上記を防ぐためにもサントリーのような「やってみなはれ」精神は非常に大切な考え方かと思いますが、そのチャレンジの仕方については工夫が必要です。
いきなり重い事業計画を多くの時間を割きながら書き上げ、不確実性の高い段階で最初から多額の投資をしてしまう。こうすればするほど自身の判断を正当化したり、既に投下した投資額の回収リスクが増える事への恐怖が増大しますのでサンクコスト効果は益々働く結果になってしまいます。
トップダウンで意思決定される場合も注意が必要です。トップがやれと言っている。トップにやるとコミットしてしまった。

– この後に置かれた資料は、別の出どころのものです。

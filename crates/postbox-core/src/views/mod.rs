//! Live materialized projections and their subscriber registry.
//!
//! A view holds parameters fixed at construction, a current snapshot, and
//! a `replay` method that applies one committed transaction's operation
//! logs and reports whether the snapshot changed. The registry keeps
//! `(view, sink)` pairs per view kind in a [`bag::Bag`], whose stable
//! indices survive unrelated insertions and removals.

pub mod bag;
pub mod collection_infos;
pub mod records;
pub mod shared_data;

use crate::stream::ViewSink;
use crate::types::AccountRecordId;

use bag::Bag;
use collection_infos::{ItemCollectionInfosState, ItemCollectionInfosView};
use records::{AccountRecordsState, AccountRecordsView, CurrentAccountIdView};
use shared_data::{AccountSharedDataState, AccountSharedDataView};

/// All registered views, one bag per kind.
#[derive(Default)]
pub(crate) struct ViewRegistry {
    pub collection_infos: Bag<(ItemCollectionInfosView, ViewSink<ItemCollectionInfosState>)>,
    pub records: Bag<(AccountRecordsView, ViewSink<AccountRecordsState>)>,
    pub shared_data: Bag<(AccountSharedDataView, ViewSink<AccountSharedDataState>)>,
    pub current_account_id: Bag<(CurrentAccountIdView, ViewSink<Option<AccountRecordId>>)>,
}
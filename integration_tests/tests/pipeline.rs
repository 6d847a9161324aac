mod common;

use anyhow::{Context, Result};
use common::{assert_close, fixture_context};
use core_fusion::{
    aggregate_range, filter_cells, rank_cells, rank_links, CellCode, CellFilter, CellMetrics,
    FeatureCollection, FilterMode, Metric, RangeSelection,
};

const CELL_1: &str = "513100001";
const CELL_2: &str = "513100002";
const CELL_3: &str = "513100003";
const CELL_4: &str = "513100004";

#[tokio::test]
async fn grid_fuses_every_source() -> Result<()> {
    let context = fixture_context(None);
    let grid = context.hydrate_grid().await;
    assert_eq!(grid.len(), 5);

    let first = grid.cell(CELL_1).context("cell 1 fused")?;
    assert_eq!(first.population, 1200.0);
    assert_eq!(first.labor, 600.0);
    assert_eq!(first.floor, 5000.0);
    assert_eq!(first.road_area.pref, 300.0);
    assert_close(first.ratio_0_14, 12.5);
    assert_close(first.ratio_65_over, 22.5);

    let numeric_key = grid.cell(CELL_2).context("numeric key joins")?;
    assert_eq!(numeric_key.population, 800.0);

    let padded_key = grid.cell(CELL_3).context("padded key joins")?;
    assert_eq!(padded_key.floor_norm, 100.0);

    let sparse = grid.cell(CELL_4).context("cell 4 fused")?;
    assert_eq!(sparse.population, 0.0);
    assert_eq!(sparse.floor, 0.0);
    assert_eq!(sparse.labor, 50.0);
    assert_eq!((sparse.ratio_0_14, sparse.ratio_65_over), (0.0, 0.0));

    let anonymous = &grid.cells[4];
    assert!(anonymous.code.is_none());
    assert_eq!(anonymous.population, 0.0);

    assert_eq!(grid.maxima.population, 1200.0);
    assert_eq!(grid.maxima.floor, 10000.0);
    assert_eq!(grid.maxima.traffic, 0.0);
    Ok(())
}

#[tokio::test]
async fn traffic_hydration_spreads_link_volumes() -> Result<()> {
    let context = fixture_context(None);
    let allocation = context.traffic_allocation().await;
    assert_eq!(allocation.get(CELL_1), Some(600.0));
    assert_eq!(allocation.get(CELL_2), Some(600.0));
    assert_eq!(allocation.get(CELL_3), Some(300.0));
    assert_eq!(allocation.get("599999999"), Some(50.0));
    assert_close(allocation.total(), 1200.0 + 300.0 + 50.0);

    let grid = context.hydrate_grid().await;
    let hydrated = context.hydrate_for(Metric::Score, &grid).await;
    assert_eq!(hydrated.maxima.traffic, 600.0);

    let first = hydrated.cell(CELL_1).context("cell 1")?;
    assert_eq!(first.traffic_norm, 100.0);
    assert_close(first.score_norm.context("score")?, (100.0 + 100.0 + 50.0) / 3.0);

    let third = hydrated.cell(CELL_3).context("cell 3")?;
    assert_close(third.traffic_norm, 50.0);
    assert_close(
        third.score_norm.context("score")?,
        (50.0 + 400.0 / 1200.0 * 100.0 + 100.0) / 3.0,
    );

    for cell in &hydrated.cells {
        for norm in [cell.traffic_norm, cell.population_norm, cell.floor_norm, cell.labor_norm] {
            assert!((0.0..=100.0).contains(&norm));
        }
    }
    Ok(())
}

#[tokio::test]
async fn road_rollup_matches_referenced_cells() -> Result<()> {
    let context = fixture_context(None);
    let grid = context.hydrate_grid().await;
    let grid = context.hydrate_traffic(&grid).await;
    let summaries = context.road_summaries(&grid).await;

    let order: Vec<&str> = summaries.iter().map(|s| s.link.as_str()).collect();
    assert_eq!(order, vec!["L1", "L2", "L3", "L4"]);

    let l1 = summaries.get("L1").context("L1")?;
    assert_eq!(l1.traffic_value, 1200.0);
    assert_eq!(l1.population_value, 2000.0);
    assert_eq!(l1.floor_value, 7500.0);
    assert_eq!(l1.matched_cells, 2);
    assert_close(l1.ratio_0_14, 230.0 / 2000.0 * 100.0);

    let l2 = summaries.get("L2").context("L2 falls back to the feature id")?;
    assert_eq!(l2.traffic_value, 300.0);
    assert_eq!(l2.population_value, 400.0);

    let l3 = summaries.get("L3").context("L3")?;
    assert_eq!(l3.traffic_value, 0.0);
    assert_eq!(l3.matched_cells, 1);

    let l4 = summaries.get("L4").context("L4")?;
    assert_eq!(l4.matched_cells, 0);
    assert_eq!(l4.score_norm, 0.0);

    let ranked = rank_links(&summaries, Metric::Traffic, 2);
    assert_eq!(ranked.ids().collect::<Vec<_>>(), vec!["L1", "L2"]);
    Ok(())
}

#[tokio::test]
async fn range_and_ranking_over_fused_grid() -> Result<()> {
    let context = fixture_context(None);
    let grid = context.hydrate_grid().await;

    let selection = RangeSelection::from_codes([CELL_1, CELL_3, CELL_4]);
    let aggregate = aggregate_range(&grid.cells, Metric::Population, Some(&selection));
    let range = aggregate.range.as_ref().context("range computed")?;
    assert_eq!(range.sum, 1600.0);
    assert_eq!(range.count, 2);
    assert_eq!(range.average, Some(800.0));
    let max = range.max.as_ref().context("max")?;
    assert_eq!(max.code, CellCode::parse(CELL_1));
    let min = range.min.as_ref().context("min")?;
    assert_eq!(min.code, CellCode::parse(CELL_3));
    assert_eq!(aggregate.overall_sum, 2400.0);
    assert_eq!(aggregate.overall_count, 3);

    let report = rank_cells(&grid.cells, Metric::Floor, 3);
    assert_eq!(report.ids().collect::<Vec<_>>(), vec![CELL_3, CELL_1, CELL_2]);
    let csv = report.to_csv()?;
    assert!(csv.starts_with("rank,id,metric,value\n1,513100003,Floor area,10000\n"));
    Ok(())
}

#[tokio::test]
async fn filters_select_cells_in_grid_order() -> Result<()> {
    let context = fixture_context(None);
    let grid = context.hydrate_grid().await;
    let filters: Vec<CellFilter> = vec!["population:500:".parse()?, "floor::6000".parse()?];

    let both = filter_cells(&grid.cells, &filters, FilterMode::All);
    assert_eq!(both.iter().map(CellCode::as_str).collect::<Vec<_>>(), vec![CELL_1, CELL_2]);

    let either = filter_cells(&grid.cells, &filters, FilterMode::Any);
    assert_eq!(
        either.iter().map(CellCode::as_str).collect::<Vec<_>>(),
        vec![CELL_1, CELL_2, CELL_4]
    );
    Ok(())
}

#[tokio::test]
async fn enriched_grid_round_trips_through_geojson() -> Result<()> {
    let context = fixture_context(None);
    let grid = context.hydrate_grid().await;
    let enriched = grid.apply_to(context.grid().await);

    let encoded = serde_json::to_string(&enriched)?;
    let decoded = FeatureCollection::from_json_str(&encoded)?;
    assert_eq!(decoded.foreign_members.get("name"), Some(&serde_json::json!("grid_fixture")));

    let bag = &decoded.features[0].properties;
    assert_eq!(bag.get("KEY_CODE"), Some(&serde_json::json!(CELL_1)));
    let restored = CellMetrics::from_properties(CellCode::parse(CELL_1), bag);
    assert_eq!(Some(&restored), grid.cell(CELL_1));
    assert!(decoded.features[0].geometry.is_object());
    Ok(())
}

こうした場合も特に強烈に引くに引けない状態が醸成されてしまうので、トップダウンでやるにしてもExitの基準やクライテリアをしっかり合意しておく事が大切だと思います。
ちなみに大企業が陥りがちな失敗パターンなどは以下の記事でも紹介しています。
サンクコスト効果の事例1 食べ放題
最近、食べ放題の店が多く見られますので皆さんも一度は利用した事があるかと思います。
それほど高い店でない場合、多くは3000円から5000円くらいかなと思いますが、食べられるメニューと支払う費用の比べっこをすると思います。
いざ食べ放題がスタートするとお皿いっぱいに料理をよそい、普段は食べないくらいの量を「元を取ってやる!」という掛け声の元で無理して食べた経験はないでしょうか?
美味しければよいのですが、まずかった場合でも特に上記のような考えが強く働くと思います。
合理的な選択をするのであれば、この既に支払う事が確定してしまっている3000円から5000円を支払うのに加えて食べすぎによる胃痛や体重増、口に合わない・既に許容量を超える食事に充てる時間など、こうした不快な体験を回避するべくさっさと店を出る方がよいのですが、中々そうはできません。
3000円から5000円を少しでも回収したい(した気になる)ために不合理な選択をしている行動と言えます。
サンクコスト効果の事例2 つまらない映画
最近はAmazonやNetflixなどでサブスクの中で映画を見る事も多いのでこうした映画鑑賞では当てはまらないかと思いますが、自分の足で映画館に行ったときなどはサンクコスト効果が出やすいと言われています。
面白そう!と思った映画に1000円~2000円くらいのお金と、2時間程度の時間を費やすわけですが、冒頭のシーンなどで既につまらなそうと感じる映画に遭遇した事はあると思います。
こうした場合、既に投下した1000円~2000円のお金は諦め、残りの2時間弱の時間を節約する事が合理的な選択かと思いますが、大抵はそのまま見続ける選択肢を選択すると思います。もちろんその後の展開で初期に感じたつまらなさを払しょくする大どんでん返しが起こる事を期待しての選択と思いますが、これも一か八かの選択と言えるでしょう。